Work item |
Copy the records below verbatim, from the first line through the line containing "let name = name.into();", inclusive, and output nothing else.

Provided data section start

//! Document tree: pages -> paragraphs -> sentences -> text units
//!
//! The tree is built once by the text parser. Unit ids are unique across the
//! whole document and are the join key into the alignment table. The only
//! mutation after load is insertion/removal of anchor marker units, which
//! never touches word ids or word order.

use serde::Serialize;
use std::collections::HashMap;

use super::anchor::Placement;

/// Element name used for anchor markers in the text format
pub const ANCHOR_TAG: &str = "anchor";

/// Ordered attribute bag, preserving source order
#[derive(Serialize, Clone, Debug, Default, PartialEq, Eq)]
pub struct Attributes(Vec<(String, String)>);

impl Attributes {
    pub fn new() -> Self {
        Self(Vec::new())
    }

    pub fn get(&self, name: &str) -> Option<&str> {
        self.0
            .iter()
            .find(|(key, _)| key == name)
            .map(|(_, value)| value.as_str())
    }

    /// Set an attribute, replacing an existing value in place
    pub fn set(&mut self, name: impl Into<String>, value: impl Into<String>) {
        let name = name.into();
        let value = value.into();
        match self.0.iter_mut().find(|(key, _)| *key == name) {
            Some(entry) => entry.1 = value,
            None => self.0.push((name, value)),
        }
    }

    pub fn iter(&self) -> impl Iterator<Item = (&str, &str)> {
        self.0.iter().map(|(k, v)| (k.as_str(), v.as_str()))
    }

    pub fn is_empty(&self) -> bool {
        self.0.is_empty()
    }

    pub fn len(&self) -> usize {
        self.0.len()
    }

    pub fn class(&self) -> Option<&str> {
        self.get("class")
    }

    /// True if the whitespace-separated class list contains `name`
    pub fn has_class(&self, name: &str) -> bool {
        self.class()
            .map(|c| c.split_whitespace().any(|part| part == name))
            .unwrap_or(false)
    }

    /// Language tag; a plain `lang` wins over `xml:lang`
    pub fn lang(&self) -> Option<&str> {
        self.get("lang").or_else(|| self.get("xml:lang"))
    }
}

impl<K: Into<String>, V: Into<String>> FromIterator<(K, V)> for Attributes {
    fn from_iter<I: IntoIterator<Item = (K, V)>>(iter: I) -> Self {
        let mut attrs = Attributes::new();
        for (k, v) in iter {
            attrs.set(k, v);
        }
        attrs
    }
}

/// A word or non-word span inside a sentence
#[derive(Serialize, Clone, Debug, PartialEq, Eq)]
#[serde(tag = "kind", rename_all = "camelCase")]
pub enum TextUnit {
    /// Clickable, alignable word
    Word {
        id: String,
        text: String,
        attributes: Attributes,
    },
    /// Punctuation, whitespace, other inline elements and anchor markers.
    /// `tag` is `None` for bare text nodes.
    NonWord {
        id: String,
        text: String,
        attributes: Attributes,
        tag: Option<String>,
    },
}

impl TextUnit {
    pub fn word(id: impl Into<String>, text: impl Into<String>) -> Self {
        TextUnit::Word {
            id: id.into(),
            text: text.into(),
            attributes: Attributes::new(),
        }
    }

    pub fn text_node(id: impl Into<String>, text: impl Into<String>) -> Self {
        TextUnit::NonWord {
            id: id.into(),
            text: text.into(),
            attributes: Attributes::new(),
            tag: None,
        }
    }

    /// Synthetic anchor marker unit
    pub fn anchor_marker(id: impl Into<String>, attributes: Attributes) -> Self {
        TextUnit::NonWord {
            id: id.into(),
            text: String::new(),
            attributes,
            tag: Some(ANCHOR_TAG.to_string()),
        }
    }

    pub fn id(&self) -> &str {
        match self {
            TextUnit::Word { id, .. } | TextUnit::NonWord { id, .. } => id,
        }
    }

    pub fn text(&self) -> &str {
        match self {
            TextUnit::Word { text, .. } | TextUnit::NonWord { text, .. } => text,
        }
    }

    pub fn attributes(&self) -> &Attributes {
        match self {
            TextUnit::Word { attributes, .. } | TextUnit::NonWord { attributes, .. } => attributes,
        }
    }

    pub fn is_word(&self) -> bool {
        matches!(self, TextUnit::Word { .. })
    }

    pub fn is_anchor_marker(&self) -> bool {
        matches!(self, TextUnit::NonWord { tag: Some(tag), .. } if tag == ANCHOR_TAG)
    }
}

#[derive(Serialize, Clone, Debug, Default, PartialEq, Eq)]
pub struct Sentence {
    pub attributes: Attributes,
    pub units: Vec<TextUnit>,
}

impl Sentence {
    pub fn lang(&self) -> Option<&str> {
        self.attributes.lang()
    }

    pub fn is_translation(&self) -> bool {
        self.attributes
            .class()
            .map(|c| c.contains("translation"))
            .unwrap_or(false)
    }
}

#[derive(Serialize, Clone, Debug, Default, PartialEq, Eq)]
pub struct Paragraph {
    pub attributes: Attributes,
    pub sentences: Vec<Sentence>,
}

#[derive(Serialize, Clone, Debug, Default, PartialEq, Eq)]
pub struct Page {
    pub id: String,
    #[serde(skip_serializing_if = "Option::is_none")]
    pub img: Option<String>,
    pub attributes: Attributes,
    pub paragraphs: Vec<Paragraph>,
}

/// Position of a unit inside the tree
#[derive(Clone, Copy, Debug, PartialEq, Eq)]
pub struct UnitLocation {
    pub page: usize,
    pub paragraph: usize,
    pub sentence: usize,
    pub unit: usize,
    /// Document-order index, words only
    pub word_order: Option<usize>,
}

/// Anchor marker found in the tree, resolved to the word it is attached to
#[derive(Clone, Debug, PartialEq, Eq)]
pub struct MarkerRef {
    pub marker_id: String,
    pub word_id: String,
    pub placement: Placement,
    pub attributes: Attributes,
}

/// Parsed text document
#[derive(Serialize, Clone, Debug, Default)]
pub struct Document {
    pub pages: Vec<Page>,
    #[serde(skip)]
    index: HashMap<String, UnitLocation>,
    #[serde(skip)]
    words: Vec<String>,
}

impl PartialEq for Document {
    fn eq(&self, other: &Self) -> bool {
        self.pages == other.pages
    }
}

impl Document {
    pub fn new(pages: Vec<Page>) -> Self {
        let mut doc = Self {
            pages,
            index: HashMap::new(),
            words: Vec::new(),
        };
        doc.reindex();
        doc
    }

    /// Rebuild the id index. Called after structural changes.
    fn reindex(&mut self) {
        self.index.clear();
        self.words.clear();
        for (p, page) in self.pages.iter().enumerate() {
            for (g, paragraph) in page.paragraphs.iter().enumerate() {
                for (s, sentence) in paragraph.sentences.iter().enumerate() {
                    for (u, unit) in sentence.units.iter().enumerate() {
                        if self.index.contains_key(unit.id()) {
                            log::warn!("duplicate unit id '{}' in document, keeping first", unit.id());
                            continue;
                        }
                        let word_order = if unit.is_word() {
                            self.words.push(unit.id().to_string());
                            Some(self.words.len() - 1)
                        } else {
                            None
                        };
                        let location = UnitLocation {
                            page: p,
                            paragraph: g,
                            sentence: s,
                            unit: u,
                            word_order,
                        };
                        self.index.insert(unit.id().to_string(), location);
                    }
                }
            }
        }
    }

    pub fn is_empty(&self) -> bool {
        self.pages.is_empty()
    }

    pub fn page_count(&self) -> usize {
        self.pages.len()
    }

    pub fn locate(&self, id: &str) -> Option<UnitLocation> {
        self.index.get(id).copied()
    }

    pub fn unit(&self, id: &str) -> Option<&TextUnit> {
        let loc = self.locate(id)?;
        self.pages
            .get(loc.page)?
            .paragraphs
            .get(loc.paragraph)?
            .sentences
            .get(loc.sentence)?
            .units
            .get(loc.unit)
    }

    /// Id of the page enclosing unit `id`
    pub fn page_of(&self, id: &str) -> Option<&str> {
        let loc = self.locate(id)?;
        self.pages.get(loc.page).map(|p| p.id.as_str())
    }

    pub fn page_index(&self, page_id: &str) -> Option<usize> {
        self.pages.iter().position(|p| p.id == page_id)
    }

    /// Document-order index of a word
    pub fn word_order(&self, id: &str) -> Option<usize> {
        self.locate(id)?.word_order
    }

    /// Word ids in reading order
    pub fn word_ids(&self) -> &[String] {
        &self.words
    }

    pub fn word_count(&self) -> usize {
        self.words.len()
    }

    pub fn has_translations(&self) -> bool {
        self.pages
            .iter()
            .flat_map(|p| p.paragraphs.iter())
            .flat_map(|g| g.sentences.iter())
            .any(Sentence::is_translation)
    }

    /// Insert a marker unit directly before or after unit `target`.
    /// Returns false if the target is unknown or the marker id is taken.
    pub fn insert_marker(&mut self, target: &str, placement: Placement, marker: TextUnit) -> bool {
        if self.index.contains_key(marker.id()) {
            return false;
        }
        let Some(loc) = self.locate(target) else {
            return false;
        };
        let Some(units) = self.units_mut(loc) else {
            return false;
        };
        let at = match placement {
            Placement::Before => loc.unit,
            Placement::After => loc.unit + 1,
        };
        units.insert(at, marker);
        self.reindex();
        true
    }

    /// Remove a marker unit by id. Words are never removed.
    pub fn remove_marker(&mut self, marker_id: &str) -> bool {
        let Some(loc) = self.locate(marker_id) else {
            return false;
        };
        let Some(units) = self.units_mut(loc) else {
            return false;
        };
        if !units.get(loc.unit).map(TextUnit::is_anchor_marker).unwrap_or(false) {
            return false;
        }
        units.remove(loc.unit);
        self.reindex();
        true
    }

    /// Set an attribute on a marker unit. Words are never touched.
    pub fn set_marker_attribute(&mut self, marker_id: &str, name: &str, value: impl Into<String>) -> bool {
        let Some(loc) = self.locate(marker_id) else {
            return false;
        };
        let Some(units) = self.units_mut(loc) else {
            return false;
        };
        match units.get_mut(loc.unit) {
            Some(TextUnit::NonWord { attributes, tag: Some(tag), .. }) if tag.as_str() == ANCHOR_TAG => {
                attributes.set(name, value);
                true
            }
            _ => false,
        }
    }

    /// Remove every anchor marker from the tree
    pub fn clear_markers(&mut self) -> usize {
        let mut removed = 0;
        for unit_list in self
            .pages
            .iter_mut()
            .flat_map(|p| p.paragraphs.iter_mut())
            .flat_map(|g| g.sentences.iter_mut())
            .map(|s| &mut s.units)
        {
            let before = unit_list.len();
            unit_list.retain(|u| !u.is_anchor_marker());
            removed += before - unit_list.len();
        }
        if removed > 0 {
            self.reindex();
        }
        removed
    }

    /// Anchor markers in reading order, each attached to the following word
    /// (or, at the very end, to the preceding word).
    pub fn anchor_markers(&self) -> Vec<MarkerRef> {
        let mut found = Vec::new();
        let mut pending: Vec<(String, Attributes)> = Vec::new();
        let mut last_word: Option<&str> = None;

        for unit in self
            .pages
            .iter()
            .flat_map(|p| p.paragraphs.iter())
            .flat_map(|g| g.sentences.iter())
            .flat_map(|s| s.units.iter())
        {
            if unit.is_anchor_marker() {
                pending.push((unit.id().to_string(), unit.attributes().clone()));
            } else if unit.is_word() {
                for (marker_id, attributes) in pending.drain(..) {
                    found.push(MarkerRef {
                        marker_id,
                        word_id: unit.id().to_string(),
                        placement: Placement::Before,
                        attributes,
                    });
                }
                last_word = Some(unit.id());
            }
        }

        if let Some(word) = last_word {
            for (marker_id, attributes) in pending {
                found.push(MarkerRef {
                    marker_id,
                    word_id: word.to_string(),
                    placement: Placement::After,
                    attributes,
                });
            }
        }
        found
    }

    fn units_mut(&mut self, loc: UnitLocation) -> Option<&mut Vec<TextUnit>> {
        self.pages
            .get_mut(loc.page)?
            .paragraphs
            .get_mut(loc.paragraph)?
            .sentences
            .get_mut(loc.sentence)
            .map(|s| &mut s.units)
    }
}
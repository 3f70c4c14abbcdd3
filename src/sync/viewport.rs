//! Viewport geometry capability
//!
//! Sync logic never touches the DOM. The rendering collaborator answers
//! visibility and layout questions through `ViewportProbe`; scrolling goes
//! back out as effects.

use serde::{Deserialize, Serialize};
use std::collections::{HashMap, HashSet};

/// Client rectangle in CSS pixels
#[derive(Serialize, Deserialize, Clone, Copy, Debug, Default, PartialEq)]
pub struct Rect {
    pub left: f64,
    pub top: f64,
    pub width: f64,
    pub height: f64,
}

impl Rect {
    pub fn new(left: f64, top: f64, width: f64, height: f64) -> Self {
        Self { left, top, width, height }
    }

    pub fn right(&self) -> f64 {
        self.left + self.width
    }

    pub fn bottom(&self) -> f64 {
        self.top + self.height
    }
}

/// Geometry of a highlighted unit and the boxes around it
#[derive(Serialize, Deserialize, Clone, Copy, Debug, Default, PartialEq)]
#[serde(rename_all = "camelCase")]
pub struct UnitLayout {
    /// The word itself
    pub unit: Rect,
    /// The word's immediate container (its sentence line)
    pub line: Rect,
    /// Scrollable text column of the page
    pub container: Rect,
    /// The page element
    pub page: Rect,
}

impl UnitLayout {
    /// Unit is below the page's visible area or above the viewport top
    pub fn overflows_page(&self) -> bool {
        let below = self.unit.bottom() > self.page.bottom();
        let above = self.unit.bottom() < 0.0;
        below || above
    }

    /// Unit is left or right of the text column's visible area
    pub fn overflows_container(&self) -> bool {
        let left = self.unit.right() < self.container.left;
        let right = self.unit.right() > self.container.right();
        left || right
    }

    /// Page has been scrolled away from its resting offset
    pub fn page_drifted(&self) -> bool {
        self.unit.left < 0.0 || self.page.left.abs() > 0.5
    }

    /// Vertical delta bringing the next line into the column
    pub fn vertical_scroll_delta(&self) -> f64 {
        self.container.height - self.line.height
    }

    /// Horizontal target aligning the unit's left edge with an inset
    pub fn horizontal_scroll_target(&self, inset: f64) -> f64 {
        self.unit.left - inset
    }
}

pub trait ViewportProbe {
    /// Whether the unit is currently inside the visible viewport
    fn is_unit_visible(&self, unit_id: &str) -> bool;

    /// Detailed geometry, when the renderer can provide it
    fn unit_layout(&self, _unit_id: &str) -> Option<UnitLayout> {
        None
    }
}

/// Probe for hosts without a view: everything is visible
#[derive(Clone, Copy, Debug, Default)]
pub struct Headless;

impl ViewportProbe for Headless {
    fn is_unit_visible(&self, _unit_id: &str) -> bool {
        true
    }
}

/// Fixed geometry captured by the renderer
#[derive(Serialize, Deserialize, Clone, Debug, Default)]
#[serde(rename_all = "camelCase", default)]
pub struct ViewportSnapshot {
    pub visible: HashSet<String>,
    pub layouts: HashMap<String, UnitLayout>,
}

impl ViewportSnapshot {
    pub fn with_layout(mut self, unit_id: &str, layout: UnitLayout) -> Self {
        self.layouts.insert(unit_id.to_string(), layout);
        self
    }

    pub fn with_visible(mut self, unit_id: &str) -> Self {
        self.visible.insert(unit_id.to_string());
        self
    }
}

impl ViewportProbe for ViewportSnapshot {
    fn is_unit_visible(&self, unit_id: &str) -> bool {
        self.visible.contains(unit_id)
    }

    fn unit_layout(&self, unit_id: &str) -> Option<UnitLayout> {
        self.layouts.get(unit_id).copied()
    }
}
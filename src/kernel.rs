//! Convolution kernels and the named kernel catalog.
//!
//! A kernel is a fixed 3x3 grid of weights plus a divisor/offset pair
//! applied per channel as `clamp(sum / divisor + offset, 0, 255)`. Typed
//! construction cannot produce a malformed kernel; untyped rows coming from
//! an adapter go through [`ConvolutionMatrix::from_rows`], which rejects
//! anything that is not exactly 3x3 before any pixel is touched.

use crate::error::FilterError;

/// A 3x3 convolution kernel with divisor/offset normalization.
#[derive(Debug, Clone, Copy, PartialEq)]
pub struct ConvolutionMatrix {
    weights: [[f32; 3]; 3],
    divisor: f32,
    offset: f32,
}

impl ConvolutionMatrix {
    /// Kernel with the given weights, divisor 1 and offset 0.
    pub const fn new(weights: [[f32; 3]; 3]) -> Self {
        Self {
            weights,
            divisor: 1.0,
            offset: 0.0,
        }
    }

    /// Replace the divisor. Values below 1 and NaN fall back to 1.
    pub fn with_divisor(mut self, divisor: f32) -> Self {
        self.divisor = if divisor.is_nan() || divisor < 1.0 {
            1.0
        } else {
            divisor
        };
        self
    }

    /// Replace the offset. NaN falls back to 0.
    pub fn with_offset(mut self, offset: f32) -> Self {
        self.offset = if offset.is_nan() { 0.0 } else { offset };
        self
    }

    /// Build a kernel from untyped rows, failing with
    /// [`FilterError::InvalidKernel`] unless the input is exactly 3x3.
    pub fn from_rows(rows: &[Vec<f32>]) -> Result<Self, FilterError> {
        if rows.len() != 3 || rows.iter().any(|row| row.len() != 3) {
            // report the first mismatching row width, or the uniform one
            let cols = rows
                .iter()
                .map(Vec::len)
                .find(|&len| len != 3)
                .unwrap_or_else(|| rows.first().map_or(0, Vec::len));
            return Err(FilterError::InvalidKernel {
                rows: rows.len(),
                cols,
            });
        }

        let mut weights = [[0.0f32; 3]; 3];
        for (ky, row) in rows.iter().enumerate() {
            for (kx, &weight) in row.iter().enumerate() {
                weights[ky][kx] = weight;
            }
        }
        Ok(Self::new(weights))
    }

    /// Weight at kernel position `(row, col)`.
    pub fn weight(&self, row: usize, col: usize) -> f32 {
        self.weights[row][col]
    }

    pub fn divisor(&self) -> f32 {
        self.divisor
    }

    pub fn offset(&self) -> f32 {
        self.offset
    }

    // ========================================================================
    // Named kernel catalog
    // ========================================================================

    /// Laplacian edge trace.
    pub const fn edge_trace() -> Self {
        Self::new([[0.0, 1.0, 0.0], [1.0, -4.0, 1.0], [0.0, 1.0, 0.0]])
    }

    /// Directional emboss.
    pub const fn emboss() -> Self {
        Self::new([[-2.0, -1.0, 0.0], [-1.0, 1.0, 1.0], [0.0, 1.0, 2.0]])
    }

    /// Center-heavy sharpen.
    pub const fn sharpen() -> Self {
        Self::new([[0.0, -1.0, 0.0], [-1.0, 5.0, -1.0], [0.0, -1.0, 0.0]])
    }

    /// 3x3 Gaussian approximation, normalized by its weight sum of 16.
    pub fn gaussian_blur() -> Self {
        Self::new([[1.0, 2.0, 1.0], [2.0, 4.0, 2.0], [1.0, 2.0, 1.0]]).with_divisor(16.0)
    }

    /// Center-weight-only kernel scaling every channel by `value`.
    ///
    /// 1.0 leaves the image unchanged; NaN falls back to 1.0.
    pub fn luminosity(value: f32) -> Self {
        let value = if value.is_nan() { 1.0 } else { value };
        Self::new([[0.0, 0.0, 0.0], [0.0, value, 0.0], [0.0, 0.0, 0.0]])
    }

    /// Luminosity preset brightening by half.
    pub fn lighten() -> Self {
        Self::luminosity(1.5)
    }

    /// Luminosity preset darkening to about two thirds.
    pub fn darken() -> Self {
        Self::luminosity(0.66)
    }
}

Provided data section end

Solution to this task |
//! Document tree: pages -> paragraphs -> sentences -> text units
//!
//! The tree is built once by the text parser. Unit ids are unique across the
//! whole document and are the join key into the alignment table. The only
//! mutation after load is insertion/removal of anchor marker units, which
//! never touches word ids or word order.

use serde::Serialize;
use std::collections::HashMap;

use super::anchor::Placement;

/// Element name used for anchor markers in the text format
pub const ANCHOR_TAG: &str = "anchor";

/// Ordered attribute bag, preserving source order
#[derive(Serialize, Clone, Debug, Default, PartialEq, Eq)]
pub struct Attributes(Vec<(String, String)>);

impl Attributes {
    pub fn new() -> Self {
        Self(Vec::new())
    }

    pub fn get(&self, name: &str) -> Option<&str> {
        self.0
            .iter()
            .find(|(key, _)| key == name)
            .map(|(_, value)| value.as_str())
    }

    /// Set an attribute, replacing an existing value in place
    pub fn set(&mut self, name: impl Into<String>, value: impl Into<String>) {
        let name = name.into();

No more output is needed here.